#### WHAT TO DO:
Please return, with no alterations, the lines below from the very first through the one that contains "#[derive(Debug, Clone)]".

----

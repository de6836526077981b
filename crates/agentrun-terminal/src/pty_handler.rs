use std::io::{Read, Write};
use std::path::PathBuf;
use std::sync::{Arc, Mutex};
use anyhow::{Result, Context};
use portable_pty::{native_pty_system, Child, ChildKiller, CommandBuilder, MasterPty, PtySize};

use agentrun_types::UNKNOWN_EXIT_CODE;

/// Byte a terminal sends for Ctrl+C
pub const INTERRUPT_BYTE: u8 = 0x03;

/// What to run inside a pseudo-terminal
#[derive(Debug, Clone)]
pub struct PtyCommand {
    pub program: String,
    pub args: Vec<String>,
    pub cwd: PathBuf,
    pub env: Vec<(String, String)>,
    pub cols: u16,
    pub rows: u16,
}

/// Control side of a pseudo-terminal, kept in the registry
pub struct PtyHandle {
    master: Arc<Mutex<Box<dyn MasterPty + Send>>>,
    writer: PtyWriter,
    killer: Box<dyn ChildKiller + Send + Sync>,
    pid: Option<u32>,
}

/// Output side of a pseudo-terminal, owned by the reader thread
pub struct PtyProcess {
    pub reader: Box<dyn Read + Send>,
    child: Box<dyn Child + Send + Sync>,
}

/// Shared handle to the pseudo-terminal input
#[derive(Clone)]
pub struct PtyWriter(Arc<Mutex<Box<dyn Write + Send>>>);

impl std::fmt::Debug for PtyHandle {
    fn fmt(&self, f: &mut std::fmt::Formatter<'_>) -> std::fmt::Result {
        f.debug_struct("PtyHandle").field("pid", &self.pid).finish()
    }
}

/// Open a pseudo-terminal and spawn `command` on its slave side
pub fn spawn_pty(command: &PtyCommand) -> Result<(PtyHandle, PtyProcess)> {
    let pty_system = native_pty_system();

    // Create PTY with specified size
    let pty_pair = pty_system
        .openpty(PtySize {
            rows: command.rows,
            cols: command.cols,
            pixel_width: 0,
            pixel_height: 0,
        })
        .context("Failed to open PTY")?;

    // Build command
    let mut cmd = CommandBuilder::new(&command.program);
    cmd.args(&command.args);
    cmd.cwd(&command.cwd);
    for (key, value) in &command.env {
        cmd.env(key, value);
    }

    // Spawn child process
    let child = pty_pair
        .slave
        .spawn_command(cmd)
        .with_context(|| format!("Failed to spawn '{}' in PTY", command.program))?;

    // Only the child keeps the slave open, so the reader sees EOF when it exits
    drop(pty_pair.slave);

    let master = pty_pair.master;
    let reader = master
        .try_clone_reader()
        .context("Failed to clone PTY reader")?;
    let writer = master
        .take_writer()
        .context("Failed to take PTY writer")?;

    let pid = child.process_id();
    let killer = child.clone_killer();

    Ok((
        PtyHandle {
            master: Arc::new(Mutex::new(master)),
            writer: PtyWriter(Arc::new(Mutex::new(writer))),
            killer,
            pid,
        },
        PtyProcess { reader, child },
    ))
}

impl PtyHandle {
    pub fn pid(&self) -> Option<u32> {
        self.pid
    }

    pub fn writer(&self) -> PtyWriter {
        self.writer.clone()
    }

    /// Resize the PTY
    pub fn resize(&self, cols: u16, rows: u16) -> Result<()> {
        let master = self.master.lock().unwrap_or_else(|e| e.into_inner());
        master
            .resize(PtySize {
                rows,
                cols,
                pixel_width: 0,
                pixel_height: 0,
            })
            .context("Failed to resize PTY")?;
        Ok(())
    }

    /// Kill the child process
    pub fn kill(&mut self) -> Result<()> {
        self.killer
            .kill()
            .context("Failed to kill PTY child process")?;
        Ok(())
    }
}

impl PtyWriter {
    /// Write data to PTY (send keys)
    pub fn write(&self, data: &[u8]) -> Result<()> {
        let mut writer = self.0.lock().unwrap_or_else(|e| e.into_inner());
        writer.write_all(data)
            .context("Failed to write to PTY")?;
        writer.flush()
            .context("Failed to flush PTY writer")?;
        Ok(())
    }

    /// Send the interrupt control byte, as if the user pressed Ctrl+C
    pub fn interrupt(&self) -> Result<()> {
        self.write(&[INTERRUPT_BYTE])
    }
}

impl PtyProcess {
    /// Block until the child exits
    pub fn wait(&mut self) -> i32 {
        match self.child.wait() {
            Ok(status) => i32::try_from(status.exit_code()).unwrap_or(UNKNOWN_EXIT_CODE),
            Err(e) => {
                log::warn!("Failed to wait for PTY child: {}", e);
                UNKNOWN_EXIT_CODE
            }
        }
    }
}

#[cfg(all(test, unix))]
mod tests {
    use super::*;

    fn sh(script: &str) -> PtyCommand {
        PtyCommand {
            program: "/bin/sh".to_string(),
            args: vec!["-c".to_string(), script.to_string()],
            cwd: std::env::temp_dir(),
            env: vec![("TERM".to_string(), "dumb".to_string())],
            cols: 80,
            rows: 24,
        }
    }

    #[test]
    fn reads_output_and_exit_code() {
        let (handle, mut process) = spawn_pty(&sh("printf pty-ok; exit 3")).unwrap();
        assert!(handle.pid().is_some());

        let mut output = Vec::new();
        let mut buf = [0u8; 1024];
        loop {
            match process.reader.read(&mut buf) {
                Ok(0) | Err(_) => break,
                Ok(n) => output.extend_from_slice(&buf[..n]),
            }
        }
        assert!(String::from_utf8_lossy(&output).contains("pty-ok"));
        assert_eq!(process.wait(), 3);
    }

    #[test]
    fn missing_program_fails_to_spawn() {
        let mut command = sh("true");
        command.program = "/definitely/not/here".to_string();
        assert!(spawn_pty(&command).is_err());
    }
}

----

#### SOLUTION TO THIS EXERCISE:
repository de6836526077981b
filename crates/agentrun-terminal/src/pty_handler.rs
use std::io::{Read, Write};
use std::path::PathBuf;
use std::sync::{Arc, Mutex};
use anyhow::{Result, Context};
use portable_pty::{native_pty_system, Child, ChildKiller, CommandBuilder, MasterPty, PtySize};

use agentrun_types::UNKNOWN_EXIT_CODE;

/// Byte a terminal sends for Ctrl+C
pub const INTERRUPT_BYTE: u8 = 0x03;

/// What to run inside a pseudo-terminal
#[derive(Debug, Clone)]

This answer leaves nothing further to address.